Show all lines below holding the string "StatusSnapshot".

Provided entries Block Start

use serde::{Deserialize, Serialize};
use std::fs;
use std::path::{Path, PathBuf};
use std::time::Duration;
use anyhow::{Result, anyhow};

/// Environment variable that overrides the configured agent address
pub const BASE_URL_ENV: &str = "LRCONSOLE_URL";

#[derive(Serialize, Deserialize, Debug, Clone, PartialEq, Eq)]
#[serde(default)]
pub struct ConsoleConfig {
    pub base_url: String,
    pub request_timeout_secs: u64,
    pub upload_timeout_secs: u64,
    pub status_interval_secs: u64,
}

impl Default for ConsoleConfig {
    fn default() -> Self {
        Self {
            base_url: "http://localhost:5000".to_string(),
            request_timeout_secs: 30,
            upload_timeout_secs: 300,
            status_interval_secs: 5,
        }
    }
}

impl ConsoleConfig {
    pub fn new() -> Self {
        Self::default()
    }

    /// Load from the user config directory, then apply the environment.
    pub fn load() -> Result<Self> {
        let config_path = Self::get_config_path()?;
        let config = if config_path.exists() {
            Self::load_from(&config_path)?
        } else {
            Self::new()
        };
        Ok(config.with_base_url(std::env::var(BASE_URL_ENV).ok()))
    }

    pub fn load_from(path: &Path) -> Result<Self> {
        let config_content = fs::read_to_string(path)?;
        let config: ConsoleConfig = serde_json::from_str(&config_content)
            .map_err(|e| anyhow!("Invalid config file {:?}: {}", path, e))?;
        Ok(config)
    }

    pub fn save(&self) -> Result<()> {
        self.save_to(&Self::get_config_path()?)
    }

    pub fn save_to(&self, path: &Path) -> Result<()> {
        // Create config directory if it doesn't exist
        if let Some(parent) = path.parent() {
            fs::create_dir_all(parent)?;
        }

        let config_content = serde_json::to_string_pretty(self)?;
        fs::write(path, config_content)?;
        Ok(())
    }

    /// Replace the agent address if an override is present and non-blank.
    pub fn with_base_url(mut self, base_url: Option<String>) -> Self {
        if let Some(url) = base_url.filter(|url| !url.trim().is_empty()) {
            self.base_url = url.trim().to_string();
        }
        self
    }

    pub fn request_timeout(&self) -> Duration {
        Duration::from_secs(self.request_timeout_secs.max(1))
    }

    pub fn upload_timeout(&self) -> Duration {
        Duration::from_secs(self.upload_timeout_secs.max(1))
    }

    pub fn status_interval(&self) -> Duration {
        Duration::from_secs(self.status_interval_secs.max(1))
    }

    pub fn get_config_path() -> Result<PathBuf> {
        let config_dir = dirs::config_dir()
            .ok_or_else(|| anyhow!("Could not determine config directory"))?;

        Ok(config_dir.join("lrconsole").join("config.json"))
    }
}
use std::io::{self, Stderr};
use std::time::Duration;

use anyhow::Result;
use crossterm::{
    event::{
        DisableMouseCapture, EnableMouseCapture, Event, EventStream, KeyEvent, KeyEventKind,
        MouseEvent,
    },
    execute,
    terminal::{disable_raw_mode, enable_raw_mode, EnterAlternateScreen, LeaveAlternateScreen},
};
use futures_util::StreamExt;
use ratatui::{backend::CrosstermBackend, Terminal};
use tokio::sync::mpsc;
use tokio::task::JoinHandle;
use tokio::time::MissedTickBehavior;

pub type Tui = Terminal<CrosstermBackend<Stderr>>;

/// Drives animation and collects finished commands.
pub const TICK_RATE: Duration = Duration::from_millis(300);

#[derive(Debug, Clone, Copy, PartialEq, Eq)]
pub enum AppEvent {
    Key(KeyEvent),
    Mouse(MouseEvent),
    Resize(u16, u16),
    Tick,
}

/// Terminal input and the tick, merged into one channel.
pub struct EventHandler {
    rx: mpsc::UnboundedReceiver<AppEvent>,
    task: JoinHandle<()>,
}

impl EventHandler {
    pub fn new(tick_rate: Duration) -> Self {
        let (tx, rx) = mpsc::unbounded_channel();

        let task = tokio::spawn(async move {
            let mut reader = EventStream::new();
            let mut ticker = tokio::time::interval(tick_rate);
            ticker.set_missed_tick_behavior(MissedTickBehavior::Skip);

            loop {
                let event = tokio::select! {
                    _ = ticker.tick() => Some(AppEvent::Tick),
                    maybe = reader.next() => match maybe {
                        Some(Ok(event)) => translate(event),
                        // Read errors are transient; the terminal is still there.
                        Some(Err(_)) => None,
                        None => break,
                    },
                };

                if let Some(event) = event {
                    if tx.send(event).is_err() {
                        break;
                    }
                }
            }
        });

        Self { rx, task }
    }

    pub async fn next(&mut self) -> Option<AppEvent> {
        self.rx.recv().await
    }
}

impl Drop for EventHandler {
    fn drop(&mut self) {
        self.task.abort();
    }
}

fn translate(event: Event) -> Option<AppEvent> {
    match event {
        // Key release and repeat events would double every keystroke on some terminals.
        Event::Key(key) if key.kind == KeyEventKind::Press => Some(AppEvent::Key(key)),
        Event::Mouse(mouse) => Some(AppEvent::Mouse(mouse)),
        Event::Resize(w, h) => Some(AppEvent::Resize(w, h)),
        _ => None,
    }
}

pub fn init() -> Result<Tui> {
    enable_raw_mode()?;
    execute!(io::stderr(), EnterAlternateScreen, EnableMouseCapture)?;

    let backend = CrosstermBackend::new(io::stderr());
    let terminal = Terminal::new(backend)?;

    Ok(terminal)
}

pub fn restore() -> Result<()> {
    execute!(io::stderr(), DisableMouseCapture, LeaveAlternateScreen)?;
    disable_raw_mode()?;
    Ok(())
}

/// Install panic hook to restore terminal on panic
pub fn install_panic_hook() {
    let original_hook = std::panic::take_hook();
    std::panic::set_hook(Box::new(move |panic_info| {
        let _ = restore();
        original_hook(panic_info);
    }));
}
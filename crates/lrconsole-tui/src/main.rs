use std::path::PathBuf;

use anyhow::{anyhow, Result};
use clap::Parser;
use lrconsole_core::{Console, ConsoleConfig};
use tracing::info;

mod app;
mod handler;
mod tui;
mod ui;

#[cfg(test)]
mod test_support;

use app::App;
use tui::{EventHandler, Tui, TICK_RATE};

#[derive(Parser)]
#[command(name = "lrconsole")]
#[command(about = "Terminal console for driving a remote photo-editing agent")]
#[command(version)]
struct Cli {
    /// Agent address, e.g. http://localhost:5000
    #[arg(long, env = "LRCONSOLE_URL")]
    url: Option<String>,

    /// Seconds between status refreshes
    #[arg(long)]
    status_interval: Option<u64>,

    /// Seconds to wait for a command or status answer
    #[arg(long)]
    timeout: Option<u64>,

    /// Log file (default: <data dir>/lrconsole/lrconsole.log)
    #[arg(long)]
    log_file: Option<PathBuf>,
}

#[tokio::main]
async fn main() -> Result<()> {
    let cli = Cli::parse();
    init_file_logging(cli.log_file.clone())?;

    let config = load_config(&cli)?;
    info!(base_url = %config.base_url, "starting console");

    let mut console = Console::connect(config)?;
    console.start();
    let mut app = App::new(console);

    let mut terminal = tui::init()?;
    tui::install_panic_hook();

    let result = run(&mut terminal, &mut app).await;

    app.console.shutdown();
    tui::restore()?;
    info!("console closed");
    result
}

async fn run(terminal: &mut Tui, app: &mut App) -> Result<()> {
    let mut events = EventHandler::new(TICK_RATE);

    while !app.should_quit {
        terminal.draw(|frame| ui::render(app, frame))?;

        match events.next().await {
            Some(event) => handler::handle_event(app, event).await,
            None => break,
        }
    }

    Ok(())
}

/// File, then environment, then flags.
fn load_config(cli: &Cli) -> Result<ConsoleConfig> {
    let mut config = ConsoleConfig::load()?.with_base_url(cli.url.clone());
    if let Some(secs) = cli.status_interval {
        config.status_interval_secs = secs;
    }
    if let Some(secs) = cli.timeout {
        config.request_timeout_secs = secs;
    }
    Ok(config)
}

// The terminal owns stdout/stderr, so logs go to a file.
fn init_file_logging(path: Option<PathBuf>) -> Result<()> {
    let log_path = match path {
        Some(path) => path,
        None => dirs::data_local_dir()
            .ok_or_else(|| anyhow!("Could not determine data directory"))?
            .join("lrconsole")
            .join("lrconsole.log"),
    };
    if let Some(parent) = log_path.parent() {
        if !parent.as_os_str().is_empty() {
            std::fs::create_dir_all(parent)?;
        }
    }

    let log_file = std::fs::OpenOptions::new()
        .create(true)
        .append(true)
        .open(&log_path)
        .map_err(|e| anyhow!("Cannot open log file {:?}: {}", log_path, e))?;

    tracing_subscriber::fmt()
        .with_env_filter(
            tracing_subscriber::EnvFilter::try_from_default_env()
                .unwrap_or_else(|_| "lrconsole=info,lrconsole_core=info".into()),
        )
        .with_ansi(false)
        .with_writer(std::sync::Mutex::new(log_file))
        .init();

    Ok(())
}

Provided entries Block End
Provided entries Block Start

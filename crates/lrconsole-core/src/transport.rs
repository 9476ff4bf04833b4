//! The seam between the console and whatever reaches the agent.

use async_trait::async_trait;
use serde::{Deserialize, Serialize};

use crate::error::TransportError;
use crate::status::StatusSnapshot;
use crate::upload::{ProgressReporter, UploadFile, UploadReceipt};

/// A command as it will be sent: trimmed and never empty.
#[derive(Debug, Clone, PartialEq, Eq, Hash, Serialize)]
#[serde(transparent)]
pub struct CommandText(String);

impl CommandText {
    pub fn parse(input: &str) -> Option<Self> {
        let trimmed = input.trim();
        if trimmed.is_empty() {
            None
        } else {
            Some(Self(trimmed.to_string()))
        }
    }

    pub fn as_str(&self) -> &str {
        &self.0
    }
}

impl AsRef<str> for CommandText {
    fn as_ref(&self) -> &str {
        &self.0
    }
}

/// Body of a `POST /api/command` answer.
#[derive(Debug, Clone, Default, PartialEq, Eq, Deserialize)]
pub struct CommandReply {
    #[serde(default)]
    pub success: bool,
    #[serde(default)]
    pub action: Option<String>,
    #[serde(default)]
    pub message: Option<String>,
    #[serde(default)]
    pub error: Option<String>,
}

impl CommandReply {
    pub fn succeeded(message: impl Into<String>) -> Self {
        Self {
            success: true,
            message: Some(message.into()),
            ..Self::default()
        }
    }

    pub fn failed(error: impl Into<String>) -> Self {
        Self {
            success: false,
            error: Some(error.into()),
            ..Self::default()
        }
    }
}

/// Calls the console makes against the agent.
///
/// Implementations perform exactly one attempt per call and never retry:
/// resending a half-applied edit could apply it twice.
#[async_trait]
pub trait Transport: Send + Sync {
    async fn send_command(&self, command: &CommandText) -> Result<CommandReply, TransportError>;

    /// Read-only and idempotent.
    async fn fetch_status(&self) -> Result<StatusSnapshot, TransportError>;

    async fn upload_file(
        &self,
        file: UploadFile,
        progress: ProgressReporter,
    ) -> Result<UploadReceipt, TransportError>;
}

Provided entries Block End

## Result
use crate::status::StatusSnapshot;
    async fn fetch_status(&self) -> Result<StatusSnapshot, TransportError>;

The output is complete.